=== Begin Enclosure ===

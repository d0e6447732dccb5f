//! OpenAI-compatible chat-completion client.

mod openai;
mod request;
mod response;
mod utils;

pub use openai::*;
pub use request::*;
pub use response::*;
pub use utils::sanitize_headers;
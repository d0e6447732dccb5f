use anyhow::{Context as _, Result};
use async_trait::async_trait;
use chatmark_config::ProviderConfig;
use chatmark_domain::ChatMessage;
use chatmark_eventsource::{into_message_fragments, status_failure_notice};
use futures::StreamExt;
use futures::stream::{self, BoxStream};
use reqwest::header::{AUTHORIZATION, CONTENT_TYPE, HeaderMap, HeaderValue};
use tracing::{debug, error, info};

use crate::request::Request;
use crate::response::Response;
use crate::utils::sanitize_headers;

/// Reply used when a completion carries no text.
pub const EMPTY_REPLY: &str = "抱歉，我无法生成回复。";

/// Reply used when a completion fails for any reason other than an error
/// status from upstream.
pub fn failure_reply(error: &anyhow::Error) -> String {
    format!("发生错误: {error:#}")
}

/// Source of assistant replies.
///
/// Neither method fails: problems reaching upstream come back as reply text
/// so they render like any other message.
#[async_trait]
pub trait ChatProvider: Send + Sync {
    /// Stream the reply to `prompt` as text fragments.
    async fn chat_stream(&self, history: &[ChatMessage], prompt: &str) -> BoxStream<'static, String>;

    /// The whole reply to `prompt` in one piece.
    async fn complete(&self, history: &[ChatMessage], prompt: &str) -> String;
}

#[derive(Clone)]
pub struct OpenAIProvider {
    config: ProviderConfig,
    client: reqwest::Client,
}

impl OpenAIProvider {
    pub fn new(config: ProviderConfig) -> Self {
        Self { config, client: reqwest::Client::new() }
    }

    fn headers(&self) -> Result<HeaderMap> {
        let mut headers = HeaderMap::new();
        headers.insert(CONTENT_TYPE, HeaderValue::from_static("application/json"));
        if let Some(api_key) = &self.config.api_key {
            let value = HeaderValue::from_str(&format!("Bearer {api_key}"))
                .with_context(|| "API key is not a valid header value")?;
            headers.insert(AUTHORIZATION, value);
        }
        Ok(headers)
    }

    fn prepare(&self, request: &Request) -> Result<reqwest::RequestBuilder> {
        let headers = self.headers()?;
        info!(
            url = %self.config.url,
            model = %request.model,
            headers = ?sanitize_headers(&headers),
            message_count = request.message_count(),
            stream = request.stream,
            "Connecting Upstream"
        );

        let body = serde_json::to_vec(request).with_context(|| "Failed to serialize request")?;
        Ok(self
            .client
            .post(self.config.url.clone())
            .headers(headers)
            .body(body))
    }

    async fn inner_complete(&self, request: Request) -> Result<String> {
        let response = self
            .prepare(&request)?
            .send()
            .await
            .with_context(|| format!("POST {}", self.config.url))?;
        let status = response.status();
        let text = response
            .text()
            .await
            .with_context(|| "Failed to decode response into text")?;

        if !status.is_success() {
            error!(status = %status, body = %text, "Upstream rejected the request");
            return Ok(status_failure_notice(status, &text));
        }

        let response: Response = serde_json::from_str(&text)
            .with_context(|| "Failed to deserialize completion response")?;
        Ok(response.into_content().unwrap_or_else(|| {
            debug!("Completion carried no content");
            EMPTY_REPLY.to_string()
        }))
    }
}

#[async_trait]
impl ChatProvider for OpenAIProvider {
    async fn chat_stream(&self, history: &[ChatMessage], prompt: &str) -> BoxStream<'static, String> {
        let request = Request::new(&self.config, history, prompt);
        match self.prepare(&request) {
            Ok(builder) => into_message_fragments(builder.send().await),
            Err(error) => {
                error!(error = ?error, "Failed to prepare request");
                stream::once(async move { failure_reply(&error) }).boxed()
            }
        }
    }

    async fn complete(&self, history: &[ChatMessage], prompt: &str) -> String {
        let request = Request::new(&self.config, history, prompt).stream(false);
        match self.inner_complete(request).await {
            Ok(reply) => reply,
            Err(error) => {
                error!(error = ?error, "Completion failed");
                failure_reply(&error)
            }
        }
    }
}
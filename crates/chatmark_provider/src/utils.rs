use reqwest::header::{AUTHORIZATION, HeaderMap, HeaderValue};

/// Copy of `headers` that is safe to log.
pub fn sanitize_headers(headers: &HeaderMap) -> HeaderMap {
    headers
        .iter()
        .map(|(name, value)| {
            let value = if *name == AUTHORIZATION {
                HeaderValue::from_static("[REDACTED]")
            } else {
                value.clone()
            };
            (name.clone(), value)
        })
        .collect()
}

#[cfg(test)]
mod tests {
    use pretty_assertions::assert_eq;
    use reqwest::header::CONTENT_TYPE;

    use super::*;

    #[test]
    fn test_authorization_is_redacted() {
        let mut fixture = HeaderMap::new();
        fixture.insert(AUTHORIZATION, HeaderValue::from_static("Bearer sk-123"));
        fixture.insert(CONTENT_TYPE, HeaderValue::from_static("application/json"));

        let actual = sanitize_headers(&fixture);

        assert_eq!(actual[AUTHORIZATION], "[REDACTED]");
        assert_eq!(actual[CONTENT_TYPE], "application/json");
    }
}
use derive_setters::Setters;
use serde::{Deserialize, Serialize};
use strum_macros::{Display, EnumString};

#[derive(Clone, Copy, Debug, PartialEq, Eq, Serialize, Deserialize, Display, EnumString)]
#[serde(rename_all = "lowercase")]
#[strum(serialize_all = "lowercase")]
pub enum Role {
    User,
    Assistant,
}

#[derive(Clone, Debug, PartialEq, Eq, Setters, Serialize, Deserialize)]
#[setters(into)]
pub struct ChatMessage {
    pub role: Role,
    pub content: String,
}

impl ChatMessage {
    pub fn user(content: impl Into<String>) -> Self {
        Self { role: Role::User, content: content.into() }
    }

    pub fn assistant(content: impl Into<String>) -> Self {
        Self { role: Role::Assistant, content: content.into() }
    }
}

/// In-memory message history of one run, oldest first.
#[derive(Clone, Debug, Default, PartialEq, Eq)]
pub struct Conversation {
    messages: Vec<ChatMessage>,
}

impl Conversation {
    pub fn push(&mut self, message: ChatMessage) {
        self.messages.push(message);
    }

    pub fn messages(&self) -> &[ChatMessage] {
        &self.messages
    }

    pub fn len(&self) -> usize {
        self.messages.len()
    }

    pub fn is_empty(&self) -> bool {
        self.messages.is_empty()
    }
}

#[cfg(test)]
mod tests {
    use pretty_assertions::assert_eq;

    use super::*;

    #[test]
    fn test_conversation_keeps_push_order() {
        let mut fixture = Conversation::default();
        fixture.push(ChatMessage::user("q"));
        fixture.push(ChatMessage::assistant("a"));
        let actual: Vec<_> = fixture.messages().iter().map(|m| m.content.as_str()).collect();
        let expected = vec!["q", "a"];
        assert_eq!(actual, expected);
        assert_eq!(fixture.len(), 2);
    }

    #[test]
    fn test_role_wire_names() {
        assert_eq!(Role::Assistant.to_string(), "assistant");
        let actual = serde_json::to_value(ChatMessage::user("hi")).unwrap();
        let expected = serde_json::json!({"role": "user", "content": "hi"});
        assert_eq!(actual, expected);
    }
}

=== End Enclosure ===

> **Directions**
All of the entries above, written out exactly, make up the reply.

> **Answer space**
repository d0e6447732dccb5f
//! OpenAI-compatible chat-completion client.

mod openai;
mod request;
mod response;
mod utils;

pub use openai::*;
pub use request::*;
pub use response::*;
pub use utils::sanitize_headers;
repository d0e6447732dccb5f
use anyhow::{Context as _, Result};
use async_trait::async_trait;
use chatmark_config::ProviderConfig;
use chatmark_domain::ChatMessage;
use chatmark_eventsource::{into_message_fragments, status_failure_notice};
use futures::StreamExt;
use futures::stream::{self, BoxStream};
use reqwest::header::{AUTHORIZATION, CONTENT_TYPE, HeaderMap, HeaderValue};
use tracing::{debug, error, info};

use crate::request::Request;
use crate::response::Response;
use crate::utils::sanitize_headers;

/// Reply used when a completion carries no text.
pub const EMPTY_REPLY: &str = "抱歉，我无法生成回复。";

/// Reply used when a completion fails for any reason other than an error
/// status from upstream.
pub fn failure_reply(error: &anyhow::Error) -> String {
    format!("发生错误: {error:#}")
}

/// Source of assistant replies.
///
/// Neither method fails: problems reaching upstream come back as reply text
/// so they render like any other message.
#[async_trait]
pub trait ChatProvider: Send + Sync {
    /// Stream the reply to `prompt` as text fragments.
    async fn chat_stream(&self, history: &[ChatMessage], prompt: &str) -> BoxStream<'static, String>;

    /// The whole reply to `prompt` in one piece.
    async fn complete(&self, history: &[ChatMessage], prompt: &str) -> String;
}

#[derive(Clone)]
pub struct OpenAIProvider {
    config: ProviderConfig,
    client: reqwest::Client,
}

impl OpenAIProvider {
    pub fn new(config: ProviderConfig) -> Self {
        Self { config, client: reqwest::Client::new() }
    }

    fn headers(&self) -> Result<HeaderMap> {
        let mut headers = HeaderMap::new();
        headers.insert(CONTENT_TYPE, HeaderValue::from_static("application/json"));
        if let Some(api_key) = &self.config.api_key {
            let value = HeaderValue::from_str(&format!("Bearer {api_key}"))
                .with_context(|| "API key is not a valid header value")?;
            headers.insert(AUTHORIZATION, value);
        }
        Ok(headers)
    }

    fn prepare(&self, request: &Request) -> Result<reqwest::RequestBuilder> {
        let headers = self.headers()?;
        info!(
            url = %self.config.url,
            model = %request.model,
            headers = ?sanitize_headers(&headers),
            message_count = request.message_count(),
            stream = request.stream,
            "Connecting Upstream"
        );

        let body = serde_json::to_vec(request).with_context(|| "Failed to serialize request")?;
        Ok(self
            .client
            .post(self.config.url.clone())
            .headers(headers)
            .body(body))
    }

    async fn inner_complete(&self, request: Request) -> Result<String> {
        let response = self
            .prepare(&request)?
            .send()
            .await
            .with_context(|| format!("POST {}", self.config.url))?;
        let status = response.status();
        let text = response
            .text()
            .await
            .with_context(|| "Failed to decode response into text")?;

        if !status.is_success() {
            error!(status = %status, body = %text, "Upstream rejected the request");
            return Ok(status_failure_notice(status, &text));
        }

        let response: Response = serde_json::from_str(&text)
            .with_context(|| "Failed to deserialize completion response")?;
        Ok(response.into_content().unwrap_or_else(|| {
            debug!("Completion carried no content");
            EMPTY_REPLY.to_string()
        }))
    }
}

#[async_trait]
impl ChatProvider for OpenAIProvider {
    async fn chat_stream(&self, history: &[ChatMessage], prompt: &str) -> BoxStream<'static, String> {
        let request = Request::new(&self.config, history, prompt);
        match self.prepare(&request) {
            Ok(builder) => into_message_fragments(builder.send().await),
            Err(error) => {
                error!(error = ?error, "Failed to prepare request");
                stream::once(async move { failure_reply(&error) }).boxed()
            }
        }
    }

    async fn complete(&self, history: &[ChatMessage], prompt: &str) -> String {
        let request = Request::new(&self.config, history, prompt).stream(false);
        match self.inner_complete(request).await {
            Ok(reply) => reply,
            Err(error) => {
                error!(error = ?error, "Completion failed");
                failure_reply(&error)
            }
        }
    }
}
filename crates/chatmark_provider/src/utils.rs
use reqwest::header::{AUTHORIZATION, HeaderMap, HeaderValue};

/// Copy of `headers` that is safe to log.
pub fn sanitize_headers(headers: &HeaderMap) -> HeaderMap {
    headers
        .iter()
        .map(|(name, value)| {
            let value = if *name == AUTHORIZATION {
                HeaderValue::from_static("[REDACTED]")
            } else {
                value.clone()
            };
            (name.clone(), value)
        })
        .collect()
}

#[cfg(test)]
mod tests {
    use pretty_assertions::assert_eq;
    use reqwest::header::CONTENT_TYPE;

    use super::*;

    #[test]
    fn test_authorization_is_redacted() {
        let mut fixture = HeaderMap::new();
        fixture.insert(AUTHORIZATION, HeaderValue::from_static("Bearer sk-123"));
        fixture.insert(CONTENT_TYPE, HeaderValue::from_static("application/json"));

        let actual = sanitize_headers(&fixture);

        assert_eq!(actual[AUTHORIZATION], "[REDACTED]");
        assert_eq!(actual[CONTENT_TYPE], "application/json");
    }
}
use derive_setters::Setters;
use serde::{Deserialize, Serialize};
use strum_macros::{Display, EnumString};

#[derive(Clone, Copy, Debug, PartialEq, Eq, Serialize, Deserialize, Display, EnumString)]
#[serde(rename_all = "lowercase")]
#[strum(serialize_all = "lowercase")]
pub enum Role {
    User,
    Assistant,
}

#[derive(Clone, Debug, PartialEq, Eq, Setters, Serialize, Deserialize)]
#[setters(into)]
pub struct ChatMessage {
    pub role: Role,
    pub content: String,
}

impl ChatMessage {
    pub fn user(content: impl Into<String>) -> Self {
        Self { role: Role::User, content: content.into() }
    }

    pub fn assistant(content: impl Into<String>) -> Self {
        Self { role: Role::Assistant, content: content.into() }
    }
}

/// In-memory message history of one run, oldest first.
#[derive(Clone, Debug, Default, PartialEq, Eq)]
pub struct Conversation {
    messages: Vec<ChatMessage>,
}

impl Conversation {
    pub fn push(&mut self, message: ChatMessage) {
        self.messages.push(message);
    }

    pub fn messages(&self) -> &[ChatMessage] {
        &self.messages
    }

    pub fn len(&self) -> usize {
        self.messages.len()
    }

    pub fn is_empty(&self) -> bool {
        self.messages.is_empty()
    }
}

#[cfg(test)]
mod tests {
    use pretty_assertions::assert_eq;

    use super::*;

    #[test]
    fn test_conversation_keeps_push_order() {
        let mut fixture = Conversation::default();
        fixture.push(ChatMessage::user("q"));
        fixture.push(ChatMessage::assistant("a"));
        let actual: Vec<_> = fixture.messages().iter().map(|m| m.content.as_str()).collect();
        let expected = vec!["q", "a"];
        assert_eq!(actual, expected);
        assert_eq!(fixture.len(), 2);
    }

    #[test]
    fn test_role_wire_names() {
        assert_eq!(Role::Assistant.to_string(), "assistant");
        let actual = serde_json::to_value(ChatMessage::user("hi")).unwrap();
        let expected = serde_json::json!({"role": "user", "content": "hi"});
        assert_eq!(actual, expected);
    }
}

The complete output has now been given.